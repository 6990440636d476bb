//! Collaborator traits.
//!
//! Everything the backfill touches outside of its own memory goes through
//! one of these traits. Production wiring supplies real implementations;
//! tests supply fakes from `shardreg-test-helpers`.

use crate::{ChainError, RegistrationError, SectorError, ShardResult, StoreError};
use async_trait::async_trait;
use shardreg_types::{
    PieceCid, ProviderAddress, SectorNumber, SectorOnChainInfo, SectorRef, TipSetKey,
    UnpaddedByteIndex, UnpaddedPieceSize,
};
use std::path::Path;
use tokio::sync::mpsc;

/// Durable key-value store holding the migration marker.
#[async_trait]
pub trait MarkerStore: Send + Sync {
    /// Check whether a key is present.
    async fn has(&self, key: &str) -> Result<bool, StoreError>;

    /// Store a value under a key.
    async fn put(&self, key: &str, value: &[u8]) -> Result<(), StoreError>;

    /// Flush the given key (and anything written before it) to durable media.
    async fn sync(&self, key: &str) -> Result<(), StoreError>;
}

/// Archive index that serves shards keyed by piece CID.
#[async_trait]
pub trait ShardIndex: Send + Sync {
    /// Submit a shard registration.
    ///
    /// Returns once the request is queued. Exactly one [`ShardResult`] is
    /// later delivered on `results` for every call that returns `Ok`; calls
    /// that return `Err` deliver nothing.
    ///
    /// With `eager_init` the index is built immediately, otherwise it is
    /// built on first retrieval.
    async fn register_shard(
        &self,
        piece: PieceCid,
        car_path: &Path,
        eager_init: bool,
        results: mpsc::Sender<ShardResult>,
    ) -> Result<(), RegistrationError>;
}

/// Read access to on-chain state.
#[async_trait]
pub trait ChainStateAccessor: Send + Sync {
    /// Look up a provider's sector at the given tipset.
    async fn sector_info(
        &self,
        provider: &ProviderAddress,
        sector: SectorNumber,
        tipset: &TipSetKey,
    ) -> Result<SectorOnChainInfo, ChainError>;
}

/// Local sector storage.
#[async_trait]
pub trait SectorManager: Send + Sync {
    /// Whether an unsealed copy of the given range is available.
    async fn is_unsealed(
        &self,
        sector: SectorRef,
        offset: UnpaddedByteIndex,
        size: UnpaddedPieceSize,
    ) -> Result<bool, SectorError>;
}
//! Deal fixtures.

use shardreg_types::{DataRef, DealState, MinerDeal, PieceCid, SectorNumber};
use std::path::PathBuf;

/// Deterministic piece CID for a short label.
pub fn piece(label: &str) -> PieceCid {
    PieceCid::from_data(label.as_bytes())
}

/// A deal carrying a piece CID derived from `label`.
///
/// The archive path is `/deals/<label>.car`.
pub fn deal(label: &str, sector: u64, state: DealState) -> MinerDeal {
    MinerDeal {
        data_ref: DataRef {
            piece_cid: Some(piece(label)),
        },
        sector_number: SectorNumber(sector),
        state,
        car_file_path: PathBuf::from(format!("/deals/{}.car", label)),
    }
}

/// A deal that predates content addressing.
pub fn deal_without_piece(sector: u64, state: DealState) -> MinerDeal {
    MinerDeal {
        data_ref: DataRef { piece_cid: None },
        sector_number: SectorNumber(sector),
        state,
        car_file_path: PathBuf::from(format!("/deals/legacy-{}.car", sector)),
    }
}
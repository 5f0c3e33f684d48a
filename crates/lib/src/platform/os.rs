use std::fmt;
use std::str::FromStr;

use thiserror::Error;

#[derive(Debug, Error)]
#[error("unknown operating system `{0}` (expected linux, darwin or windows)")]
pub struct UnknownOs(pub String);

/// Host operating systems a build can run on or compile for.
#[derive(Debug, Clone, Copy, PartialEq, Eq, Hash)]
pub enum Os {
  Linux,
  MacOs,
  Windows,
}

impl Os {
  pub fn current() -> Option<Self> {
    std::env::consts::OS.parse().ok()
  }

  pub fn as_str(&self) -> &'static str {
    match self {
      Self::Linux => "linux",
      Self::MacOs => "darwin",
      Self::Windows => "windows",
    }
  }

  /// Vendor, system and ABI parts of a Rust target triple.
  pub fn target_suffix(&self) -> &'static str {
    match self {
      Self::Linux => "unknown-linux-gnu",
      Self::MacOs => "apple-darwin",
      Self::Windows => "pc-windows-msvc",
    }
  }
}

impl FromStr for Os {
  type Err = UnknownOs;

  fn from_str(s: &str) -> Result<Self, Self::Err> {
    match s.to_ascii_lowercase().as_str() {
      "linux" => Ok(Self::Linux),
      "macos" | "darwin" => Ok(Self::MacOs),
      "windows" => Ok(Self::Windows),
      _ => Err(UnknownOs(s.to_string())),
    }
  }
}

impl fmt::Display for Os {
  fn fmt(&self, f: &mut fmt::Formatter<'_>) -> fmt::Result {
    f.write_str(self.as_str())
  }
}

● ● ●

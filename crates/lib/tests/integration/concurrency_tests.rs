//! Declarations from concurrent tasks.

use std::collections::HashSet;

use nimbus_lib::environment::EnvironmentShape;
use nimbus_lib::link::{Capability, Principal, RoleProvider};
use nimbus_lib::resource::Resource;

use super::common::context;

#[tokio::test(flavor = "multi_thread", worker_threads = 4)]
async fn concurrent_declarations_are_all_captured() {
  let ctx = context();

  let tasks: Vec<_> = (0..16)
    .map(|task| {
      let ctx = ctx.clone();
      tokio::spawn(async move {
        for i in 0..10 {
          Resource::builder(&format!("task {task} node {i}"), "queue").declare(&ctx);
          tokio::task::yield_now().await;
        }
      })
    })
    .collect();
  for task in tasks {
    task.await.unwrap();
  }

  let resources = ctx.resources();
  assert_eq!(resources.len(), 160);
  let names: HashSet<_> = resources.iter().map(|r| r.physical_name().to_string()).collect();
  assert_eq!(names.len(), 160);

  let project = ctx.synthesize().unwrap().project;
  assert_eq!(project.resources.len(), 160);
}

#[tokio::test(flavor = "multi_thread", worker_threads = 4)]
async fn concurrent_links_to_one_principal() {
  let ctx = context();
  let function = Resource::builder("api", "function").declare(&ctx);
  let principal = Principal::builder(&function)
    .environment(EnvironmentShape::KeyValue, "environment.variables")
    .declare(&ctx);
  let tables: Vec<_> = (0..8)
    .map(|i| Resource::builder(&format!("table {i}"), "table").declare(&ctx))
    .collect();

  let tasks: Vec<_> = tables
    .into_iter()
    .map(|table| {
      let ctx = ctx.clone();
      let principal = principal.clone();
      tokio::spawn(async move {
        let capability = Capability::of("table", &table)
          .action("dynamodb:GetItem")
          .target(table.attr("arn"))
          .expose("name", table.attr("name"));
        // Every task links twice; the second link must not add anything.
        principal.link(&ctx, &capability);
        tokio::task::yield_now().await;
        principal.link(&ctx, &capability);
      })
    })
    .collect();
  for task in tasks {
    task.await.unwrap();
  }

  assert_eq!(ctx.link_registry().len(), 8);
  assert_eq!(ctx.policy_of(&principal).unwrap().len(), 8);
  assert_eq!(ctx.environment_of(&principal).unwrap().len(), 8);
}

● ● ●

State how many lines in the records above contain the word "EnvironmentShape". Write the number alone.

2